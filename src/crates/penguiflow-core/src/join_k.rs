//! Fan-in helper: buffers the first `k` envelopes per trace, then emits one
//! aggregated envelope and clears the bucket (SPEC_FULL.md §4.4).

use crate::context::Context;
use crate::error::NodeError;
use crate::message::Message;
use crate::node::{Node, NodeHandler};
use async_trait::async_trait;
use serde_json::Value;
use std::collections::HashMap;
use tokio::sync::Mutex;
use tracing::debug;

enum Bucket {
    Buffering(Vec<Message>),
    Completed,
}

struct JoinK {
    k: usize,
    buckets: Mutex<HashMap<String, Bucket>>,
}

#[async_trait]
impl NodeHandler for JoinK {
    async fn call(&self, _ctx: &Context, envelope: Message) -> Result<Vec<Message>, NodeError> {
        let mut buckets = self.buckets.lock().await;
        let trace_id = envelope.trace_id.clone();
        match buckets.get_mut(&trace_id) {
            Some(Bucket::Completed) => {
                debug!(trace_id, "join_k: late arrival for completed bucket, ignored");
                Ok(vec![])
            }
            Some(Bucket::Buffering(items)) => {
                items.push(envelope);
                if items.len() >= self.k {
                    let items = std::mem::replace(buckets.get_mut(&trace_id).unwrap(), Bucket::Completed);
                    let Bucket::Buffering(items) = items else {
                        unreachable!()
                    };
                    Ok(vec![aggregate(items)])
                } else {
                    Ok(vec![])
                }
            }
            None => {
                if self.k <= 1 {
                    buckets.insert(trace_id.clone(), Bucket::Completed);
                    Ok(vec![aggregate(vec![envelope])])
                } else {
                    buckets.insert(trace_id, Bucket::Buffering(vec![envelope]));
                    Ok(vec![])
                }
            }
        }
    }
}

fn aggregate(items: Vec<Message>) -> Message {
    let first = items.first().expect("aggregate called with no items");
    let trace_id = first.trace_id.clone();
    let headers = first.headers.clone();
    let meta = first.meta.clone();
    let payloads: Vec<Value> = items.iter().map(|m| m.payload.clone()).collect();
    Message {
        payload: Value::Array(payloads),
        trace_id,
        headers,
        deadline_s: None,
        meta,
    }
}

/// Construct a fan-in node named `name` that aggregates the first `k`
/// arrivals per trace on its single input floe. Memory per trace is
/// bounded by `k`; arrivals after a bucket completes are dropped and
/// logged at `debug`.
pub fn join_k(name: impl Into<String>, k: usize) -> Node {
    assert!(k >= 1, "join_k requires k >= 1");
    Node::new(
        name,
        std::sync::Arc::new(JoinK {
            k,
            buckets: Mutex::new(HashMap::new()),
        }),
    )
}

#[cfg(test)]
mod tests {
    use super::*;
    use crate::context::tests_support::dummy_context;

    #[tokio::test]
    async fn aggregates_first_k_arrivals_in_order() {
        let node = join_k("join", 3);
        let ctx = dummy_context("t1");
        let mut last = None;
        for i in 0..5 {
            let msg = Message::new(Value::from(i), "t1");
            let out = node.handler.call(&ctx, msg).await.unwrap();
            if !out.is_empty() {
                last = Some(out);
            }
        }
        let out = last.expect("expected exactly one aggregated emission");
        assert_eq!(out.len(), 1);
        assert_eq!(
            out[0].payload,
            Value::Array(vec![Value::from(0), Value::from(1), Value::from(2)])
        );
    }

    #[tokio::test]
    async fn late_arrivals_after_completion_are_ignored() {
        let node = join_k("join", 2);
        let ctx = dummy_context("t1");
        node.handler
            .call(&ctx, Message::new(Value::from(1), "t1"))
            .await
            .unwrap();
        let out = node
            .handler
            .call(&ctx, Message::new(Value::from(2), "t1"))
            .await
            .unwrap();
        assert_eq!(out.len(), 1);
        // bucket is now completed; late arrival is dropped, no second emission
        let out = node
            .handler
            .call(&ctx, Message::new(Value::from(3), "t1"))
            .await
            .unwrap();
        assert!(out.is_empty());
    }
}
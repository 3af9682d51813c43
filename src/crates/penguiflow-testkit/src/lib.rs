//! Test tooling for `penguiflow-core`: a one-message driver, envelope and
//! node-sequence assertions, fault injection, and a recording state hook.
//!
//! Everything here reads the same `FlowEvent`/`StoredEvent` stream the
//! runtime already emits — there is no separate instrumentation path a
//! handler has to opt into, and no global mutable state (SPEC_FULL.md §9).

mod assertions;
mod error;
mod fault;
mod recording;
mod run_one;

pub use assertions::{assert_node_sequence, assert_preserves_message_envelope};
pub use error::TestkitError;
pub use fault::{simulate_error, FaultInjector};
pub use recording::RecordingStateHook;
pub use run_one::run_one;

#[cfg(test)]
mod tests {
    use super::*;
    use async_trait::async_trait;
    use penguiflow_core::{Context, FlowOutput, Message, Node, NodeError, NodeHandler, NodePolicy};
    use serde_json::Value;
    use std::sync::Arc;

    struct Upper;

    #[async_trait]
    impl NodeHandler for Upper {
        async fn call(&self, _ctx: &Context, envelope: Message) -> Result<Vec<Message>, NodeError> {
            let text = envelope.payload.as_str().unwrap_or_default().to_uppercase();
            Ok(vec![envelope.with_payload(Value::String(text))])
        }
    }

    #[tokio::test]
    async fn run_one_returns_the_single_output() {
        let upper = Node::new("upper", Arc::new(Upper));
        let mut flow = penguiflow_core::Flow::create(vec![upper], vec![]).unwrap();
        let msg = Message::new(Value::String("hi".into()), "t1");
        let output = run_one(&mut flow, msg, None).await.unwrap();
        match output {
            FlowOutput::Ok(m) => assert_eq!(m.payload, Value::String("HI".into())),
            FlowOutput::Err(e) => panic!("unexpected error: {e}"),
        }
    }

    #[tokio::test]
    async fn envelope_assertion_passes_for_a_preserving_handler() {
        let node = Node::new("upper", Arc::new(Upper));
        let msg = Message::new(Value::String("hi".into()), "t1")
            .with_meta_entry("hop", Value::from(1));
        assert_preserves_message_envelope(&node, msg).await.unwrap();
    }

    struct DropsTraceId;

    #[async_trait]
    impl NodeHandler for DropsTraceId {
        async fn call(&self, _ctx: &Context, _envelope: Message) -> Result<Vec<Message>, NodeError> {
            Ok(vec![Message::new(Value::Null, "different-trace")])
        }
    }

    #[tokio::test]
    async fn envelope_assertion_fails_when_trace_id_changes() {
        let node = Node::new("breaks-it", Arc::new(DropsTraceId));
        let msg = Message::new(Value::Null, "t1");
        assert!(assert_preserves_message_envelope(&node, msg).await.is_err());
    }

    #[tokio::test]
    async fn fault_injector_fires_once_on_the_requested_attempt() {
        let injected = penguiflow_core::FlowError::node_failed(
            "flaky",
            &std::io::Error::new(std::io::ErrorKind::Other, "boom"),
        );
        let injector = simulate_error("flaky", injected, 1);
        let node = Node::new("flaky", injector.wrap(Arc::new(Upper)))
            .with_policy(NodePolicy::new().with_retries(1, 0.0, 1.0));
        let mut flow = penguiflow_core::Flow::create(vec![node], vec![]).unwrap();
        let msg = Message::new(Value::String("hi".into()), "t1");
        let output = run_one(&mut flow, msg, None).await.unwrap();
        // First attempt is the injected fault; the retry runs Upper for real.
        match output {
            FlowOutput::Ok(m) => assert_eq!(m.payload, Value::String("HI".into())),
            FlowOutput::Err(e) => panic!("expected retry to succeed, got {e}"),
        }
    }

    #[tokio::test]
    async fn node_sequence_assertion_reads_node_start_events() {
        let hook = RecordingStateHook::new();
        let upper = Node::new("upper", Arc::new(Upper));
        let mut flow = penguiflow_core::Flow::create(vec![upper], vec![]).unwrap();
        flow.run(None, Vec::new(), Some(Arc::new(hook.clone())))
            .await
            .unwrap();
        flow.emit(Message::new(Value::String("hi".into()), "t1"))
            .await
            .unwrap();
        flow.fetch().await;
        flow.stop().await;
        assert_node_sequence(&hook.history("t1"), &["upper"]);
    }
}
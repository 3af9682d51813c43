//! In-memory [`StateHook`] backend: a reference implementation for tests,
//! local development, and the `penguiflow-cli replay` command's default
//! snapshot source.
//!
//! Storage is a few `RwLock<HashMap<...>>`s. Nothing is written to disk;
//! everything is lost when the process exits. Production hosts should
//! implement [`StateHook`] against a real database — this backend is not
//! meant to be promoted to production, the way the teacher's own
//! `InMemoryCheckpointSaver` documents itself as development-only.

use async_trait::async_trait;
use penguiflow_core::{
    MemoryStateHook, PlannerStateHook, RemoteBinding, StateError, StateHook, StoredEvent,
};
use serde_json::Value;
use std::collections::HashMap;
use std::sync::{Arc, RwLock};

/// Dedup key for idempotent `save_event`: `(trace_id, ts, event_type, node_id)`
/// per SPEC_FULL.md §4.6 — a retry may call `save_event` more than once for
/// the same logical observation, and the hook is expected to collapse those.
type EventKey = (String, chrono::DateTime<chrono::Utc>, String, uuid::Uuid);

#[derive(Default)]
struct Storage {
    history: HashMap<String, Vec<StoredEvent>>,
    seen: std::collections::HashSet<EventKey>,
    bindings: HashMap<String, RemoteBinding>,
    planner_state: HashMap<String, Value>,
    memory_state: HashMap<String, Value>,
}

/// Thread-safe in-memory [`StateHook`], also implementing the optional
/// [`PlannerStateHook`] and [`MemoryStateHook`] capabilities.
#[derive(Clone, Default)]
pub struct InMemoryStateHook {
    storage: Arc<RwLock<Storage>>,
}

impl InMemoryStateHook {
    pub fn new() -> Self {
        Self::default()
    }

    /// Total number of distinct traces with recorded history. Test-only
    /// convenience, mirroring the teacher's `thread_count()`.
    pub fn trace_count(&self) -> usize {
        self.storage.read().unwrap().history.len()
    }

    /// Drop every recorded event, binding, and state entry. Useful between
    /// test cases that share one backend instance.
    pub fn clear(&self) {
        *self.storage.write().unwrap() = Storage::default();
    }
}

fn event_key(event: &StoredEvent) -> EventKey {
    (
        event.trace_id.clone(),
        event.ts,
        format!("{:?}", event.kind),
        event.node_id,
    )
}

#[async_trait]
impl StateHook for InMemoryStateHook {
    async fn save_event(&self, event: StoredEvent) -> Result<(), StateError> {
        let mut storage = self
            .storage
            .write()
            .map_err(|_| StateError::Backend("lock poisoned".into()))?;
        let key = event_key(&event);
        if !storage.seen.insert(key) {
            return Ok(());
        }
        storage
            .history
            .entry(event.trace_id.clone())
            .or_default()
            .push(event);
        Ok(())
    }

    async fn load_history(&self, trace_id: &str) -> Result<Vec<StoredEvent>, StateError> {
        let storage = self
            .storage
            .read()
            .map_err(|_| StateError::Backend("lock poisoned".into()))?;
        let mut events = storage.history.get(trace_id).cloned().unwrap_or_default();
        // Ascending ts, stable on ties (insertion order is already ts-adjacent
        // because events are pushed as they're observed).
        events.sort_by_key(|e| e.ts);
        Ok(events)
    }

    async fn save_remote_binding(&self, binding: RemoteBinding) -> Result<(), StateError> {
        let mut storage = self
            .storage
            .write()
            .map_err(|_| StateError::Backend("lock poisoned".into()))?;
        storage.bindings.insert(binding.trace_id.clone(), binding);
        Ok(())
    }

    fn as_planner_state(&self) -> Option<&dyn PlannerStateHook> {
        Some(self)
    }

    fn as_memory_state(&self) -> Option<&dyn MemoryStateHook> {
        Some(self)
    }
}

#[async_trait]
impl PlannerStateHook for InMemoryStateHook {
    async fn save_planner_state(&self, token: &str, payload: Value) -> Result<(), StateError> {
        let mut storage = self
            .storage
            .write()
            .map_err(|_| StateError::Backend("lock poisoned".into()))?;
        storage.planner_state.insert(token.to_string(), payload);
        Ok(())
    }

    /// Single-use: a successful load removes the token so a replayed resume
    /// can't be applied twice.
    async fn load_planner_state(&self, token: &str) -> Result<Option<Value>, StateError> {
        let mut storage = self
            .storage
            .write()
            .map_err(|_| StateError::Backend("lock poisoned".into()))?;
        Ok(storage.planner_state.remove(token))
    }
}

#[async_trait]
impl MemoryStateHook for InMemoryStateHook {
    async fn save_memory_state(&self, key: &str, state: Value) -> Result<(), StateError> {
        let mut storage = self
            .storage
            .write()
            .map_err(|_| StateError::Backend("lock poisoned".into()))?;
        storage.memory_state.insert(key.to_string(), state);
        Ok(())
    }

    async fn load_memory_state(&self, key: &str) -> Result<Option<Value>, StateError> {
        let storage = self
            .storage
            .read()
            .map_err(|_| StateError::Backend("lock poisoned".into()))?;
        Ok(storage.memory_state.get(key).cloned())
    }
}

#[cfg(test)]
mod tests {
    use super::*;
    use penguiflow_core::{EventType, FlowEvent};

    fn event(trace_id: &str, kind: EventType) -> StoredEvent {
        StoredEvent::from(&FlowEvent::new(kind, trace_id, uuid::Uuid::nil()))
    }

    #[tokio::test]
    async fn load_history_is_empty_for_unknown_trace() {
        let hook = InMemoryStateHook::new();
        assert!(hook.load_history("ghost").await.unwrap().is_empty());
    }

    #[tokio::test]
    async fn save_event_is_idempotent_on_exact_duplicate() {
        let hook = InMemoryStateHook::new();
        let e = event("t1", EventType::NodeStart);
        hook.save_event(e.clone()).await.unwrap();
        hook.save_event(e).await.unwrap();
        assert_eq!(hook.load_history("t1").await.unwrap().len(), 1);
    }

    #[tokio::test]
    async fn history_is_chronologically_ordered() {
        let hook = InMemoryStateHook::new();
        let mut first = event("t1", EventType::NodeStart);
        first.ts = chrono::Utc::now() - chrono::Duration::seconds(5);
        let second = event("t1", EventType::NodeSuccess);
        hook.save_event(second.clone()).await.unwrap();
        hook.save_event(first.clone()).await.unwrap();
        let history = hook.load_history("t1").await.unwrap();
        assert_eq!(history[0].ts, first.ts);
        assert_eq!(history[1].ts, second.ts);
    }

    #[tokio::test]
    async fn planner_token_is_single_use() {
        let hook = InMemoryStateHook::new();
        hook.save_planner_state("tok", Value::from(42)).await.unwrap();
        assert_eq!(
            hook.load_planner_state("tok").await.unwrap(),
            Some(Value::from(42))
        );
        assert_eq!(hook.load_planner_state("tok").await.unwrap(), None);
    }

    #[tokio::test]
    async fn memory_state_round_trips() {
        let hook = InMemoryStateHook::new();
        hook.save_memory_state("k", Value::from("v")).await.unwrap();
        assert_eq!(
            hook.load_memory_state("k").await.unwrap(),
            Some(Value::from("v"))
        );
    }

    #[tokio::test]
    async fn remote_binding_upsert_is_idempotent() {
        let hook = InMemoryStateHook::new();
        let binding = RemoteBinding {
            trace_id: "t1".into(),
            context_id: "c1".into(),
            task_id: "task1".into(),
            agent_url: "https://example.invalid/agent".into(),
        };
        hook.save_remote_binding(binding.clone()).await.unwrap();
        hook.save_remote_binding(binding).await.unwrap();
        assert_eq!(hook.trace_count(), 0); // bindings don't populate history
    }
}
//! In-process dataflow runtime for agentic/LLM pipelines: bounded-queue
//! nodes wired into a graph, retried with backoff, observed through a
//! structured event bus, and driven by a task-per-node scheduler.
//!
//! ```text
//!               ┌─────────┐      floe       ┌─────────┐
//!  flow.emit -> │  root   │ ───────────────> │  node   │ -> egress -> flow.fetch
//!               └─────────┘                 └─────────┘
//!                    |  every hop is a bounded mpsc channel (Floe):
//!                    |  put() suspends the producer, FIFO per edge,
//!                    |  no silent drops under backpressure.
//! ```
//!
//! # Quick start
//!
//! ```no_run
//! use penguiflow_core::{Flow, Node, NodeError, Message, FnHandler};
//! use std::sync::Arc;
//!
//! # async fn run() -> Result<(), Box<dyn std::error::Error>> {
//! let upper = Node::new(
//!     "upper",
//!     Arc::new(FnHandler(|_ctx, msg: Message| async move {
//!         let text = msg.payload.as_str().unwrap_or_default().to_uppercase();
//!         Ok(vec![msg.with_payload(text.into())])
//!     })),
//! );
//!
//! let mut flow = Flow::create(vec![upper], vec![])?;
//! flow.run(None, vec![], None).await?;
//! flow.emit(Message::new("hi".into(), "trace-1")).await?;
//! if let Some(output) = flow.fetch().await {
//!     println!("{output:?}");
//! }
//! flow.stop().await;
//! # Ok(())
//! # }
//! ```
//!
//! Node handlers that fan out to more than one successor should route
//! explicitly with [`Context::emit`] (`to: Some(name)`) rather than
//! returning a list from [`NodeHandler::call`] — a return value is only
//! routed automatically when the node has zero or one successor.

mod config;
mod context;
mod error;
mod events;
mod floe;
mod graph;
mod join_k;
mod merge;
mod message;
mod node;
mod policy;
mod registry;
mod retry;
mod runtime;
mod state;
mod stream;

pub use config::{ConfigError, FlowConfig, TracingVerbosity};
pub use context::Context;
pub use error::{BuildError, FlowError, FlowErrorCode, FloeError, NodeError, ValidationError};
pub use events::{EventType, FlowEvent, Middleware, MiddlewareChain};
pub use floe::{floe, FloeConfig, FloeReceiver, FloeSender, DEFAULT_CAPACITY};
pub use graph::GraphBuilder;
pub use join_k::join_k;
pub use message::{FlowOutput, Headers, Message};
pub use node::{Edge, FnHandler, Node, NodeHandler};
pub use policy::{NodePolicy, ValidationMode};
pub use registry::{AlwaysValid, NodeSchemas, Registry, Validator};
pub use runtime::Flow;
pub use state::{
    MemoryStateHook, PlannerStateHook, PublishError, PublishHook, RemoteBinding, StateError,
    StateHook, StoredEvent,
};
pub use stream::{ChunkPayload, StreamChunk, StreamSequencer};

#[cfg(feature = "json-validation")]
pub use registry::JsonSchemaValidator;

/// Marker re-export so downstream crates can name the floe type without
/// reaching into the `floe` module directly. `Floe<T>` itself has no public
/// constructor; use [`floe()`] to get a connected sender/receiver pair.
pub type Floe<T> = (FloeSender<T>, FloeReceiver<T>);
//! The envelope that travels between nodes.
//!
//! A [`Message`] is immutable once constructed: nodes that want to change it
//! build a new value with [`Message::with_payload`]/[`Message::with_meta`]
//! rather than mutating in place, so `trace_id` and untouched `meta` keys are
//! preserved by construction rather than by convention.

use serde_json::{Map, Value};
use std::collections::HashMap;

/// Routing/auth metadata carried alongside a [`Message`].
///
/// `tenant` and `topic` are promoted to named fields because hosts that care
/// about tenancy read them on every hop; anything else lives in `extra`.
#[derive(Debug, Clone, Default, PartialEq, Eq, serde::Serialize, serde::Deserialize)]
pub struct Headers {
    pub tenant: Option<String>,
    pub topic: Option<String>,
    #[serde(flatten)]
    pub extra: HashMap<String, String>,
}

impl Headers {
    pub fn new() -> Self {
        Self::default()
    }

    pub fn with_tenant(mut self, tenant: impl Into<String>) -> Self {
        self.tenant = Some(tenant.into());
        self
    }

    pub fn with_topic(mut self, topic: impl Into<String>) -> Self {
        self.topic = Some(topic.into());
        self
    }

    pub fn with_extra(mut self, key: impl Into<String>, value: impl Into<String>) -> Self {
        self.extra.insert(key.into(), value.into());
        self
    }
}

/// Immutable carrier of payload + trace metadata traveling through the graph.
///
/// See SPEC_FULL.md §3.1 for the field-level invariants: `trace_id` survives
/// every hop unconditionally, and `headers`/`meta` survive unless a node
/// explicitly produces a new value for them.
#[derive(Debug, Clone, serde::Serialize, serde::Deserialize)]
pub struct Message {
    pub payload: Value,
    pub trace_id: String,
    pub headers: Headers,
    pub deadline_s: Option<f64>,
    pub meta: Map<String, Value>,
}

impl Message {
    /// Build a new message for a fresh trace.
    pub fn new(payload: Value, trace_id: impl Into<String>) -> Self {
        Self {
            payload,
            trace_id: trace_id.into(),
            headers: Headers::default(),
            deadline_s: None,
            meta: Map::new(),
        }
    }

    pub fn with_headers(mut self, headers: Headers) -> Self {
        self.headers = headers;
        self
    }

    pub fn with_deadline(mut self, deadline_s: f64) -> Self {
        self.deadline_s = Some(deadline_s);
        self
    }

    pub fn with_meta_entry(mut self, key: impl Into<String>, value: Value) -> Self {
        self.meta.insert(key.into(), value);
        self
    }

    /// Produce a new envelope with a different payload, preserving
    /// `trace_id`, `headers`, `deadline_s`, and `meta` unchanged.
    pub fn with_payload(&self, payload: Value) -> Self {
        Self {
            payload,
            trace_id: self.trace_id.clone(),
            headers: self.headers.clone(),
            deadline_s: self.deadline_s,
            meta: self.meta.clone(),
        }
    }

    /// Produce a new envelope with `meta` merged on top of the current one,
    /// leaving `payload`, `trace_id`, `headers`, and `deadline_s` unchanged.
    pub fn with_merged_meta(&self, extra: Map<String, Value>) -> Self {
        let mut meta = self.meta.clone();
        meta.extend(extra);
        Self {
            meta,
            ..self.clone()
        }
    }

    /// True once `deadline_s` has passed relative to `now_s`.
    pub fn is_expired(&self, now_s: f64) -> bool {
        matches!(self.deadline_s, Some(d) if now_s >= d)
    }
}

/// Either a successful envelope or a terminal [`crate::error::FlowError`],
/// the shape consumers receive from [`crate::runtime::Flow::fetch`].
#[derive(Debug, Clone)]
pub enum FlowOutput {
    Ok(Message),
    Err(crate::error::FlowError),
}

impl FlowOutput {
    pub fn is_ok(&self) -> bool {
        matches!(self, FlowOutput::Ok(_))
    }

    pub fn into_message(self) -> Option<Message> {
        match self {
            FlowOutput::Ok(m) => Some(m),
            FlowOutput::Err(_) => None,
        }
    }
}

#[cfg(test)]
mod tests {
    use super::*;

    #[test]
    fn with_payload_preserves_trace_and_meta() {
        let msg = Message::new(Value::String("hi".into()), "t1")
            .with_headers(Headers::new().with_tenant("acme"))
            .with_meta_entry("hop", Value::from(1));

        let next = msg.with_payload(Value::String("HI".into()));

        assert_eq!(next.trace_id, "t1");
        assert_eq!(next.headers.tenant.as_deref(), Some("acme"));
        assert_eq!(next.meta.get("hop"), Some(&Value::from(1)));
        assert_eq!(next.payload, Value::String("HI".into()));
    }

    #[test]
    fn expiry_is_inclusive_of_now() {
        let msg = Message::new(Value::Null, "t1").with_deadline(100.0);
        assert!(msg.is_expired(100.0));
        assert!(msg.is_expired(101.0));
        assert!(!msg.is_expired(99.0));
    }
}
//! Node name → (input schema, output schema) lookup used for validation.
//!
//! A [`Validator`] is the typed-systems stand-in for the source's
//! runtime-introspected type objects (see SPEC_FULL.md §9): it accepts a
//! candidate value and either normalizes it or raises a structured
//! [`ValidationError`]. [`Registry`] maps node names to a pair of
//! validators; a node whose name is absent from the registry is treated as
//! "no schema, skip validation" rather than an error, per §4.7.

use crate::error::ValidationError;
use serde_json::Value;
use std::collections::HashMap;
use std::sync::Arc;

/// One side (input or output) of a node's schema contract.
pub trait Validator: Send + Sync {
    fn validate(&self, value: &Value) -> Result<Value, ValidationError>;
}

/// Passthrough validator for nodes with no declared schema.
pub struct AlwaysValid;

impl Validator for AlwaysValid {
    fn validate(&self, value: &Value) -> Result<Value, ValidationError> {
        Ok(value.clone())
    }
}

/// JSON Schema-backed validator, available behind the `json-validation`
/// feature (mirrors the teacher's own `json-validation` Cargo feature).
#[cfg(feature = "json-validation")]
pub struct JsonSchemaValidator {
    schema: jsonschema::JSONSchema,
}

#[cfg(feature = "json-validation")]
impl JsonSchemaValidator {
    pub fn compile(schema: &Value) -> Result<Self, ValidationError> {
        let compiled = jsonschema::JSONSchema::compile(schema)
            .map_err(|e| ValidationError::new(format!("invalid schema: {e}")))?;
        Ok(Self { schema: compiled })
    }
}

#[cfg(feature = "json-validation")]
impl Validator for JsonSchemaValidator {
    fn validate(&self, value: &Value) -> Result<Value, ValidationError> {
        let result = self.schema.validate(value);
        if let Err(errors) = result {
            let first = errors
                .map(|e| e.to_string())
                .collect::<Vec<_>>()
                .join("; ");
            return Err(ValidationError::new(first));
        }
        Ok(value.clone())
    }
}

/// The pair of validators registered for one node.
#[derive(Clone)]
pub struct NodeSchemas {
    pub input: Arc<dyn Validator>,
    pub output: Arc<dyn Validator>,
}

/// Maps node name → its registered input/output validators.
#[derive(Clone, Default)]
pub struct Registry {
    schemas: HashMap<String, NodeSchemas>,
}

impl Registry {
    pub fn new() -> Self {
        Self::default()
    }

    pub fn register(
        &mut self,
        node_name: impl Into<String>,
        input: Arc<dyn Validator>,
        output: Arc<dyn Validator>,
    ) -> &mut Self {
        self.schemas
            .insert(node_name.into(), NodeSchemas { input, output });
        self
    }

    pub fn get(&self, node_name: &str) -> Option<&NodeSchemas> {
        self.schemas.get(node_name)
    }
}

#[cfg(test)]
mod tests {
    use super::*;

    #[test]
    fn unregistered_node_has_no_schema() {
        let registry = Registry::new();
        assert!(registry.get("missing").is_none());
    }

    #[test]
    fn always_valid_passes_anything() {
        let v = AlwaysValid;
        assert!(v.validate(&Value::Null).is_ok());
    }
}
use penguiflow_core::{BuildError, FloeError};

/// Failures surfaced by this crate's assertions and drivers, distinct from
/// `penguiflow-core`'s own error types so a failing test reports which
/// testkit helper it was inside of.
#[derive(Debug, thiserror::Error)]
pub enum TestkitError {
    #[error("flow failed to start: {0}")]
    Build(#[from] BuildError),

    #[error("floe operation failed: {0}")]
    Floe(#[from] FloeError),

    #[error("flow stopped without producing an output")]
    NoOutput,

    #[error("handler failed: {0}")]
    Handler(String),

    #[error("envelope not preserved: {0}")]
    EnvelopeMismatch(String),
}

◆ Assignment ◆
Wherever the string "observed" appears in the entries above, list that line.

◆ Answer ◆
        // because events are pushed as they're observed).
//! nodes wired into a graph, retried with backoff, observed through a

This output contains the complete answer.